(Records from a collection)
-----

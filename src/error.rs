use http::StatusCode;
use std::time::Duration;
use thiserror::Error;

/// Failures talking to the shared cache store.
///
/// These never reach a client: the cache adapter logs them and degrades to a
/// miss, a no-op write or a lost lock race.
#[derive(Debug, Error)]
pub enum StoreError {
    #[error("redis error: {0}")]
    Redis(#[from] redis::RedisError),
    #[error("cache entry codec error: {0}")]
    Codec(#[from] serde_json::Error),
    #[error("cache store unavailable: {0}")]
    Unavailable(String),
    #[error("cache store {0} timed out after {1:?}")]
    Timeout(&'static str, Duration),
}

/// Failures on the client-facing request path.
#[derive(Debug, Error)]
pub enum ProxyError {
    #[error("BACKEND_URL not set")]
    MissingBackend,
    #[error("invalid target url: {0}")]
    InvalidTarget(String),
    #[error("origin request failed: {0}")]
    Origin(#[from] hyper_util::client::legacy::Error),
    #[error("origin did not respond within {0:?}")]
    OriginTimeout(Duration),
    #[error("failed to read origin body: {0}")]
    Body(#[from] hyper::Error),
    #[error("failed to build origin request: {0}")]
    Http(#[from] http::Error),
}

impl ProxyError {
    /// Status code reported to the client when this error ends a request.
    pub fn status(&self) -> StatusCode {
        match self {
            ProxyError::MissingBackend | ProxyError::Http(_) => StatusCode::INTERNAL_SERVER_ERROR,
            ProxyError::InvalidTarget(_) => StatusCode::BAD_REQUEST,
            ProxyError::OriginTimeout(_) => StatusCode::GATEWAY_TIMEOUT,
            ProxyError::Origin(_) | ProxyError::Body(_) => StatusCode::BAD_GATEWAY,
        }
    }
}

-----

Problem:
The records above must be transcribed without a single omission.

Exercise result:
filename src/error.rs
use http::StatusCode;
use std::time::Duration;
use thiserror::Error;

/// Failures talking to the shared cache store.
///
/// These never reach a client: the cache adapter logs them and degrades to a
/// miss, a no-op write or a lost lock race.
#[derive(Debug, Error)]
pub enum StoreError {
    #[error("redis error: {0}")]
    Redis(#[from] redis::RedisError),
    #[error("cache entry codec error: {0}")]
    Codec(#[from] serde_json::Error),
    #[error("cache store unavailable: {0}")]
    Unavailable(String),
    #[error("cache store {0} timed out after {1:?}")]
    Timeout(&'static str, Duration),
}

/// Failures on the client-facing request path.
#[derive(Debug, Error)]
pub enum ProxyError {
    #[error("BACKEND_URL not set")]
    MissingBackend,
    #[error("invalid target url: {0}")]
    InvalidTarget(String),
    #[error("origin request failed: {0}")]
    Origin(#[from] hyper_util::client::legacy::Error),
    #[error("origin did not respond within {0:?}")]
    OriginTimeout(Duration),
    #[error("failed to read origin body: {0}")]
    Body(#[from] hyper::Error),
    #[error("failed to build origin request: {0}")]
    Http(#[from] http::Error),
}

impl ProxyError {
    /// Status code reported to the client when this error ends a request.
    pub fn status(&self) -> StatusCode {
        match self {
            ProxyError::MissingBackend | ProxyError::Http(_) => StatusCode::INTERNAL_SERVER_ERROR,
            ProxyError::InvalidTarget(_) => StatusCode::BAD_REQUEST,
            ProxyError::OriginTimeout(_) => StatusCode::GATEWAY_TIMEOUT,
            ProxyError::Origin(_) | ProxyError::Body(_) => StatusCode::BAD_GATEWAY,
        }
    }
}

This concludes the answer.